(Collected data)

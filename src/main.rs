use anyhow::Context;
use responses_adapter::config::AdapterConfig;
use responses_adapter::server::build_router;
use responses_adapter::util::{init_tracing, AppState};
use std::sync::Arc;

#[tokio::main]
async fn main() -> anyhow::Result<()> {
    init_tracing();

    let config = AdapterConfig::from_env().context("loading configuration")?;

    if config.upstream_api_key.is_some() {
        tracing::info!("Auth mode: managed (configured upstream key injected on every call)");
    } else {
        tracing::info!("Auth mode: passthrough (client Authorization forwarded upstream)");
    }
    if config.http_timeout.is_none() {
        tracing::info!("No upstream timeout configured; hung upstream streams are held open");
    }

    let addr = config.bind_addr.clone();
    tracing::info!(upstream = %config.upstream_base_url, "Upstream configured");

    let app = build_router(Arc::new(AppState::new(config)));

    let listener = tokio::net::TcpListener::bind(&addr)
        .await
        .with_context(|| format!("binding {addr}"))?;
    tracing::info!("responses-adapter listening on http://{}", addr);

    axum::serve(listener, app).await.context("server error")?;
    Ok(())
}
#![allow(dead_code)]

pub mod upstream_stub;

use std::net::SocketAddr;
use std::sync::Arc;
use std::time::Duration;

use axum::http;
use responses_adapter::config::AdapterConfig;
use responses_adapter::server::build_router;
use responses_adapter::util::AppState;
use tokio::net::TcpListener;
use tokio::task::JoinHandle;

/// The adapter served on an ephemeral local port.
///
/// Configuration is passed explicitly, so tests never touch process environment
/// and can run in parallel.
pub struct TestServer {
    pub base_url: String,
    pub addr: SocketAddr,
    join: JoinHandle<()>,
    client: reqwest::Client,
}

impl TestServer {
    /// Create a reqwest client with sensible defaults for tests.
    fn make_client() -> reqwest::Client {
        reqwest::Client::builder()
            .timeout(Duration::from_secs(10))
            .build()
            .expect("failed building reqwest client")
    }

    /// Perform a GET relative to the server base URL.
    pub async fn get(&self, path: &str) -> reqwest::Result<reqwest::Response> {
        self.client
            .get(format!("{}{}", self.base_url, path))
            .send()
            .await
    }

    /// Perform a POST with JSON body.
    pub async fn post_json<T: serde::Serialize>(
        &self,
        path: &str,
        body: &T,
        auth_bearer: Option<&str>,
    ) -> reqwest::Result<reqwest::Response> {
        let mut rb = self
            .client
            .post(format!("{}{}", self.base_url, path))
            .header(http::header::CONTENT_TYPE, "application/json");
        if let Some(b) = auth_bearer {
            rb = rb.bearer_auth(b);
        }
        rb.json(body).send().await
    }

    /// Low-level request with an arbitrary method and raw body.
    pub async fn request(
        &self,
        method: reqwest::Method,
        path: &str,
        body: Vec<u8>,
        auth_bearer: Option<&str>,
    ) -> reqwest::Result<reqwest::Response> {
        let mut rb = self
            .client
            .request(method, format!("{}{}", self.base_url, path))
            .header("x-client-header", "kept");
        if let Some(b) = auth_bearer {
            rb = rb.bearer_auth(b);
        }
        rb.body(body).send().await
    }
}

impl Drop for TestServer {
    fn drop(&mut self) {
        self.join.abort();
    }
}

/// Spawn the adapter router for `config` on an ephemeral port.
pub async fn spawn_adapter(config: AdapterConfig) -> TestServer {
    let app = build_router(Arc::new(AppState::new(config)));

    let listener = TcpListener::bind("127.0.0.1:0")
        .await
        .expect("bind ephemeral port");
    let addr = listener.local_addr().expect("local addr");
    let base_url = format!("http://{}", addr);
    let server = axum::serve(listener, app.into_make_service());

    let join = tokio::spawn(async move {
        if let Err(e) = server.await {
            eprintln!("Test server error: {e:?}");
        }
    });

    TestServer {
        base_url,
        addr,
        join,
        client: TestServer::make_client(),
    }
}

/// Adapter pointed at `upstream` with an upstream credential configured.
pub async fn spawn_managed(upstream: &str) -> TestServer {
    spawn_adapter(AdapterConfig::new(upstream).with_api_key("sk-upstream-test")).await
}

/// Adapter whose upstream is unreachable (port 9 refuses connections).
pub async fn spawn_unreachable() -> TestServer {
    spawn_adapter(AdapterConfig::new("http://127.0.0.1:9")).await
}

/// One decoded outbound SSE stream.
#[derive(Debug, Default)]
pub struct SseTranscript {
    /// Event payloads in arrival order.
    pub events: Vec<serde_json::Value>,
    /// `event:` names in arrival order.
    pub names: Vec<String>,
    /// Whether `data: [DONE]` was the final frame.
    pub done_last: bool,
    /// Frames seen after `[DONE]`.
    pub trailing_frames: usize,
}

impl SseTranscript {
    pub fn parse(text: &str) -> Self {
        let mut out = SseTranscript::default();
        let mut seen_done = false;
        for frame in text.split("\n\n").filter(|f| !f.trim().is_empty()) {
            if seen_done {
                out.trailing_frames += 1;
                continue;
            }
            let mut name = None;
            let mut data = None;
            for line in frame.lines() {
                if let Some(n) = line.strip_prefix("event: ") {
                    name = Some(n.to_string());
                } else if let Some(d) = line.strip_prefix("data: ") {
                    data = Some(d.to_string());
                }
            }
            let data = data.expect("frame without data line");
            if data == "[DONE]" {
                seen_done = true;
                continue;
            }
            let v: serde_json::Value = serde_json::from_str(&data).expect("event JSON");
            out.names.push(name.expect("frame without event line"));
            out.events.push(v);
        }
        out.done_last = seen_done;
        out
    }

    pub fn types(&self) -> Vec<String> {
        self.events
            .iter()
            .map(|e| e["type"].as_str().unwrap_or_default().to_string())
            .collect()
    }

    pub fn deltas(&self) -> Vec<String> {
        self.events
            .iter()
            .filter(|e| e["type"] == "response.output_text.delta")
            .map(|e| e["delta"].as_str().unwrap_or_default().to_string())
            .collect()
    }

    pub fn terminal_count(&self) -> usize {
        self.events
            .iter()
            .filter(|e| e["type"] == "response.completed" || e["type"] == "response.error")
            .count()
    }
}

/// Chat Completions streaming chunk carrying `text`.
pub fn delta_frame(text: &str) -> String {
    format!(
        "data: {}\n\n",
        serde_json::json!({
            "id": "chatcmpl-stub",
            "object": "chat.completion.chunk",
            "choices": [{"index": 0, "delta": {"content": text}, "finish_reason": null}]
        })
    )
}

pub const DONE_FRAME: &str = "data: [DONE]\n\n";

* * *

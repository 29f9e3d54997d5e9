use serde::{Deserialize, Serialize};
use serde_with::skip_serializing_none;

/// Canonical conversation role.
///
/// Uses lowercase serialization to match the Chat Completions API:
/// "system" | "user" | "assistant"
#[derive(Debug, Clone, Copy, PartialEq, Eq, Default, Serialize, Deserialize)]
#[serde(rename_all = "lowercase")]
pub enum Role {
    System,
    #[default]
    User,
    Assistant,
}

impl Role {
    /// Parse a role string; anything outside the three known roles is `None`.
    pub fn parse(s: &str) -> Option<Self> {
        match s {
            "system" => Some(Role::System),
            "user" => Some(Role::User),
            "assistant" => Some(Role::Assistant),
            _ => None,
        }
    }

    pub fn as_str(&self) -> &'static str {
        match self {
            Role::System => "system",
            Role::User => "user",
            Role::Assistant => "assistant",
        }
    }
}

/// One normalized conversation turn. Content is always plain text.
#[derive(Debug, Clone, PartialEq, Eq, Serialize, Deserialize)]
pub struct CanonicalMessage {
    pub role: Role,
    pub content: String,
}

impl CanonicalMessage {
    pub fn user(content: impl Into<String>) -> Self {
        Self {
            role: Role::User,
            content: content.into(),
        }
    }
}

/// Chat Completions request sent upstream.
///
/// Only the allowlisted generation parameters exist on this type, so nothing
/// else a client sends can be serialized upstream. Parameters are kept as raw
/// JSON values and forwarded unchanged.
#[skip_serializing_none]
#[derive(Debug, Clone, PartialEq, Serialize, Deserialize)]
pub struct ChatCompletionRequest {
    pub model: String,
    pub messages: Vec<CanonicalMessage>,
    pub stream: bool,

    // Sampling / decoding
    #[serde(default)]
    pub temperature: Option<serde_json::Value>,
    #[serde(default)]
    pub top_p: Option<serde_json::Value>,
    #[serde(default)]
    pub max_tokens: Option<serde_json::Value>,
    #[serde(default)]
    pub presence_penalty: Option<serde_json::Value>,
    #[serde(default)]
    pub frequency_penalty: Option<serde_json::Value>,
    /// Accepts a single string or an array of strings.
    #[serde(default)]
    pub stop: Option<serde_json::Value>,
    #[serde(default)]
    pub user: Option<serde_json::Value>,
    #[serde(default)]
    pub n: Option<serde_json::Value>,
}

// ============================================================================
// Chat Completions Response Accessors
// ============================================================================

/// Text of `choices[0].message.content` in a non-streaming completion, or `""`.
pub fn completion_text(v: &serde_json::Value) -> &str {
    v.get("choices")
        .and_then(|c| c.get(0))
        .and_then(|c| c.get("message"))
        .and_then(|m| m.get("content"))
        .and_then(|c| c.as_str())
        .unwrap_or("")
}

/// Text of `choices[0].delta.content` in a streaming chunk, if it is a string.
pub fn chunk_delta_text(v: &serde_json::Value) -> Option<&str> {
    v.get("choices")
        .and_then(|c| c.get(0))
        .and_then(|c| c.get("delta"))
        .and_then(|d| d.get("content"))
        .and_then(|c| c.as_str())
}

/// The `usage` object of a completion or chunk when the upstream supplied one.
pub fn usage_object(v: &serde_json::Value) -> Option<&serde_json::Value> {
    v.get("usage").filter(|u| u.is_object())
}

◆ **What the exercise asks**:
Repeat, exactly as they stand above, the lines from the line with "Canonical conversation role." to the line with "kept as raw", both lines included.

◆ **Result of the exercise**:
/// Canonical conversation role.
///
/// Uses lowercase serialization to match the Chat Completions API:
/// "system" | "user" | "assistant"
#[derive(Debug, Clone, Copy, PartialEq, Eq, Default, Serialize, Deserialize)]
#[serde(rename_all = "lowercase")]
pub enum Role {
    System,
    #[default]
    User,
    Assistant,
}

impl Role {
    /// Parse a role string; anything outside the three known roles is `None`.
    pub fn parse(s: &str) -> Option<Self> {
        match s {
            "system" => Some(Role::System),
            "user" => Some(Role::User),
            "assistant" => Some(Role::Assistant),
            _ => None,
        }
    }

    pub fn as_str(&self) -> &'static str {
        match self {
            Role::System => "system",
            Role::User => "user",
            Role::Assistant => "assistant",
        }
    }
}

/// One normalized conversation turn. Content is always plain text.
#[derive(Debug, Clone, PartialEq, Eq, Serialize, Deserialize)]
pub struct CanonicalMessage {
    pub role: Role,
    pub content: String,
}

impl CanonicalMessage {
    pub fn user(content: impl Into<String>) -> Self {
        Self {
            role: Role::User,
            content: content.into(),
        }
    }
}

/// Chat Completions request sent upstream.
///
/// Only the allowlisted generation parameters exist on this type, so nothing
/// else a client sends can be serialized upstream. Parameters are kept as raw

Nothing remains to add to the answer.